Namun demikian, bolehkah umat Muslim menyelenggarakan perayaan seperti pesta pernikahan dan bergembira di bulan Muharram? Melansir laman About Islam, mantan presiden Masyarakat Islam Amerika Utara Muzammil H Siddiqi menjelaskan, Islam mendorong umatnya menikah sesegera mungkin selama mereka mampu secara finansial dan fisik.

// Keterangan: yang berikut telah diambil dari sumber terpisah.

//! Source error types

use std::io;

use thiserror::Error;

use fragsrc_protocol::ProtocolError;

/// Errors raised on the ring side
#[derive(Debug, Error)]
pub enum SourceError {
    /// Ring address string could not be parsed
    #[error("invalid ring address '{address}': {message}")]
    InvalidAddress { address: String, message: String },

    /// Could not attach to the ring transport
    #[error("failed to attach to ring '{address}': {source}")]
    Attach {
        address: String,
        #[source]
        source: io::Error,
    },

    /// Ring transport i/o failed mid-stream
    #[error("ring i/o failed: {0}")]
    Io(#[from] io::Error),

    /// The ring handed us bytes that do not parse as a record
    #[error("corrupt record from ring: {0}")]
    Corrupt(#[from] ProtocolError),

    /// The downstream event-builder client rejected a batch
    #[error("batch submission failed: {0}")]
    Submit(String),

    /// One-shot idle timeout tripped after at least one end-of-run
    #[error(
        "no data for {waited_ms} ms after end-of-run was seen (timeout {timeout_ms} ms); \
         treating the run as stalled"
    )]
    IdleTimeout { waited_ms: u64, timeout_ms: u64 },
}

impl SourceError {
    /// Create an invalid-address error
    pub fn invalid_address(address: impl Into<String>, message: impl Into<String>) -> Self {
        Self::InvalidAddress {
            address: address.into(),
            message: message.into(),
        }
    }
}
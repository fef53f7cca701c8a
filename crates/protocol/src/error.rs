//! Protocol error types

use thiserror::Error;

/// Errors raised while decoding records or fragment frames
#[derive(Debug, Error)]
pub enum ProtocolError {
    /// Record image is shorter than its own header
    #[error("record too short: expected at least {expected} bytes, got {actual}")]
    RecordTooShort { expected: usize, actual: usize },

    /// The size field disagrees with the byte image
    #[error("record size mismatch: header says {declared} bytes, image is {actual}")]
    SizeMismatch { declared: usize, actual: usize },

    /// The body header size field is neither 0 nor the fixed size
    #[error("invalid body header size: {0}")]
    InvalidBodyHeaderSize(usize),

    /// Record exceeds the sanity bound
    #[error("record oversized: {size} bytes exceeds maximum {max}")]
    Oversized { size: usize, max: usize },

    /// Fragment frame is shorter than its fixed header
    #[error("fragment header too short: expected {expected} bytes, got {actual}")]
    HeaderTooShort { expected: usize, actual: usize },
}

impl ProtocolError {
    /// Create a record-too-short error
    #[inline]
    pub fn too_short(expected: usize, actual: usize) -> Self {
        Self::RecordTooShort { expected, actual }
    }

    /// Create a size mismatch error
    #[inline]
    pub fn size_mismatch(declared: usize, actual: usize) -> Self {
        Self::SizeMismatch { declared, actual }
    }

    /// Create an oversized-record error
    #[inline]
    pub fn oversized(size: usize) -> Self {
        Self::Oversized {
            size,
            max: crate::MAX_RECORD_SIZE,
        }
    }
}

Perkawinan dalam Islam adalah perintah agama sekaligus sunnah Nabi. Apa yang beredar tentang pernikahan di bulan Muharram adalah klaim tak berdasar yang tidak memiliki landasan agama.
Hari Asyura (10 Muharram) tentu menjadi hari yang menyedihkan dalam sejarah Islam. Pada hari inilah cucu Nabi Muhammad SAW, Husein bin Ali bin Abi Thalib, bersama dengan banyak anggota keluarganya dibantai secara brutal di Karbala pada tahun 61 Hijriyah atau 680 Masehi.
Penting untuk mengingat peristiwa tragis itu dan mengambil pelajaran darinya. Puasa pada tanggal 9 dan 10 Muharram juga merupakan sunnah Rasulullah SAW .
Nabi SAW melakukan puasa pada hari ini mengingat pembebasan Allah dari Nabi Musa dan para pengikutnya dari penganiayaan dan penindasan di bawah Firaun. Akan tetapi, selain berpuasa dan mengenang peristiwa tragis syahidnya cucu Rasulullah tersebut, tidak ada hari berkabung lain yang diwajibkan pada hari-hari tersebut.
Tidak ada salahnya mengadakan upacara pernikahan atau pesta lainnya pada hari ini atau di bulan Muharram. Semua hari adalah milik Allah dan Muslim tidak boleh berpikir takhayul atas bulan atau hari apa pun.